Auch § 37 Abs. 3 KStG 2002 selbst enthält keine Regelung, wann das durch die Ausschüttung erhöhte Körperschaftsteuerguthaben von der empfangenden Körperschaft genutzt werden kann.

c) Der Zweck der gesonderten Feststellung des Körperschaftsteuerguthabens und der Regelung in § 37 Abs. 3 KStG gebieten bei summarischer Prüfung keine Auslegung im Sinne des FA.

Ziel des § 37 Abs. 3 KStG 2002 ist es, die Realisierung eines Körperschaftsteuerguthabens nur zu ermöglichen, wenn sichergestellt ist, dass die Ausschüttung bei den Anteilseignern versteuert wird (BTDrucks 14/2683, S. 127).
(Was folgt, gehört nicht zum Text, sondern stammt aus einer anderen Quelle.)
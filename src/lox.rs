//! One interpreter session: scan → parse → resolve → interpret.
//!
//! A [`Lox`] keeps a single [`Interpreter`] alive across calls to
//! [`Lox::run`], so globals defined by one chunk of source are visible to
//! the next.  This is what the REPL relies on.
//!
//! Each phase only runs if the phases before it reported nothing.  Static
//! errors (lex, parse, resolve) are all reported; a runtime error stops the
//! rest of the chunk.

use std::cell::RefCell;
use std::io::{self, Write};
use std::rc::Rc;

use log::{debug, info};

use crate::error::{ErrorSink, LoxError, StderrSink};
use crate::interpreter::Interpreter;
use crate::parser::Parser;
use crate::resolver::Resolver;
use crate::scanner::scan_tokens;

/// Outcome of one [`Lox::run`].
#[derive(Debug, Clone, Copy, PartialEq, Eq)]
pub enum RunStatus {
    Ok,
    /// A lex, syntax or resolution error; nothing was executed.
    StaticError,
    /// Execution started and was aborted by a runtime error.
    RuntimeError,
}

impl RunStatus {
    /// Conventional process exit code (sysexits `EX_DATAERR` / `EX_SOFTWARE`).
    pub fn exit_code(self) -> i32 {
        match self {
            RunStatus::Ok => 0,
            RunStatus::StaticError => 65,
            RunStatus::RuntimeError => 70,
        }
    }
}

pub struct Lox<S: ErrorSink = StderrSink> {
    interpreter: Interpreter,
    sink: S,
    had_error: bool,
    had_runtime_error: bool,
}

impl Default for Lox<StderrSink> {
    fn default() -> Self {
        Self::new()
    }
}

impl Lox<StderrSink> {
    /// Print to stdout, report to stderr.
    pub fn new() -> Self {
        Self::with_sink(StderrSink)
    }
}

impl<S: ErrorSink> Lox<S> {
    pub fn with_sink(sink: S) -> Self {
        info!("Lox session created");

        Lox {
            interpreter: Interpreter::new(),
            sink,
            had_error: false,
            had_runtime_error: false,
        }
    }

    /// Send `print` output to `output` instead of stdout.
    pub fn with_output(mut self, output: Box<dyn Write>) -> Self {
        self.interpreter.set_output(output);
        self
    }

    pub fn sink(&self) -> &S {
        &self.sink
    }

    pub fn had_error(&self) -> bool {
        self.had_error
    }

    pub fn had_runtime_error(&self) -> bool {
        self.had_runtime_error
    }

    /// Clear both flags.  The REPL calls this between lines.
    pub fn reset_errors(&mut self) {
        self.had_error = false;
        self.had_runtime_error = false;
    }

    pub fn run(&mut self, source: &str) -> RunStatus {
        debug!("Running {} byte(s) of source", source.len());

        let (tokens, lex_errors) = scan_tokens(source);
        self.report_static(&lex_errors);

        let mut parser = Parser::new(tokens);
        let statements = parser.parse();
        self.report_static(&parser.take_errors());

        if self.had_error {
            info!("Static errors found, skipping resolution");
            return RunStatus::StaticError;
        }

        let resolve_errors = {
            let mut resolver = Resolver::new(&mut self.interpreter);
            resolver.resolve(&statements);
            if resolver.had_error() {
                resolver.discard();
            }
            resolver.take_errors()
        };
        self.report_static(&resolve_errors);

        if self.had_error {
            info!("Resolution errors found, skipping execution");
            return RunStatus::StaticError;
        }

        match self.interpreter.interpret(&statements) {
            Ok(()) => RunStatus::Ok,
            Err(e) => {
                debug!("Runtime error: {}", e);
                self.sink.report_error(&e);
                self.had_runtime_error = true;
                RunStatus::RuntimeError
            }
        }
    }

    fn report_static(&mut self, errors: &[LoxError]) {
        for error in errors {
            self.sink.report_error(error);
            self.had_error = true;
        }
    }
}

/// An in-memory `print` target whose contents stay readable after it has
/// been handed to the interpreter.  Clones share one buffer.
#[derive(Debug, Clone, Default)]
pub struct CapturedOutput(Rc<RefCell<Vec<u8>>>);

impl CapturedOutput {
    pub fn new() -> Self {
        Self::default()
    }

    pub fn contents(&self) -> String {
        String::from_utf8_lossy(&self.0.borrow()).into_owned()
    }

    /// Output split into lines, without terminators.
    pub fn lines(&self) -> Vec<String> {
        self.contents().lines().map(str::to_string).collect()
    }
}

impl Write for CapturedOutput {
    fn write(&mut self, buf: &[u8]) -> io::Result<usize> {
        self.0.borrow_mut().extend_from_slice(buf);
        Ok(buf.len())
    }

    fn flush(&mut self) -> io::Result<()> {
        Ok(())
    }
}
Dieses Ziel wird jedoch auch dann erreicht, wenn die Muttergesellschaft im selben Jahr, in dem das Tochterunternehmen Gewinne an sie ausschüttet, ihrerseits eine Ausschüttung beschließt und vornimmt. Auch in diesem Fall ist gewährleistet, dass im Jahr der Ausschüttung der Tochtergesellschaft die Gewinne bei den Anteilseignern der Muttergesellschaft versteuert werden.

Das Körperschaftsteuerguthaben wird aus Gründen der Rechtssicherheit und Verfahrensvereinfachung verbindlich festgeschrieben. Nachfolgende Veranlagungszeiträume sollen nicht mehr mit der Prüfung belastet werden, ob es in den Vorjahren zutreffend ermittelt wurde. Vielmehr sollen alle Einwendungen gegen die materielle Richtigkeit der festgestellten Guthaben abgeschnitten werden. Dötsch (Deutsches Steuerrecht --DStR-- 2003, 1997) folgert hieraus, dass die sog. Nachsteuer nach § 37 Abs. 3 KStG 2002 nur erstattet werden darf, wenn sie auf den Schluss des vorangegangenen Wirtschaftsjahres gesondert festgestellt wurde. Es könnte allerdings auch die Auffassung vertreten werden, vom Zweck des Feststellungsverfahrens nicht erfasst würden Vorgänge, die das laufende Wirtschaftsjahr betreffen; eine gesonderte Feststellung des Körperschaftsteuerguthabens führe im Gegenteil in diesen Fällen zu einer unnötigen Komplizierung des Verfahrens.

d) Auch in der Literatur wird die Auffassung vertreten, § 37 KStG 2002 setze für die Nutzung des Körperschaftsteuerguthabens, das durch eine Ausschüttung nach § 37 Abs. 3 KStG 2002 entstanden ist, keine vorhergehende gesonderte Feststellung voraus (Kramer, DStR 2003, 1866; Bren/Kirste, GmbH-Rundschau 2003, 1047; Lornsen-Veit/Möbus, Betriebs-Berater 2003, 1154; Bott in Ernst & Young, Körperschaftsteuergesetz, Kommentar, § 37, Rz. 120.1 f.).

e) Es ist daher ernstlich zweifelhaft, ob der angefochtene Bescheid rechtmäßig ist.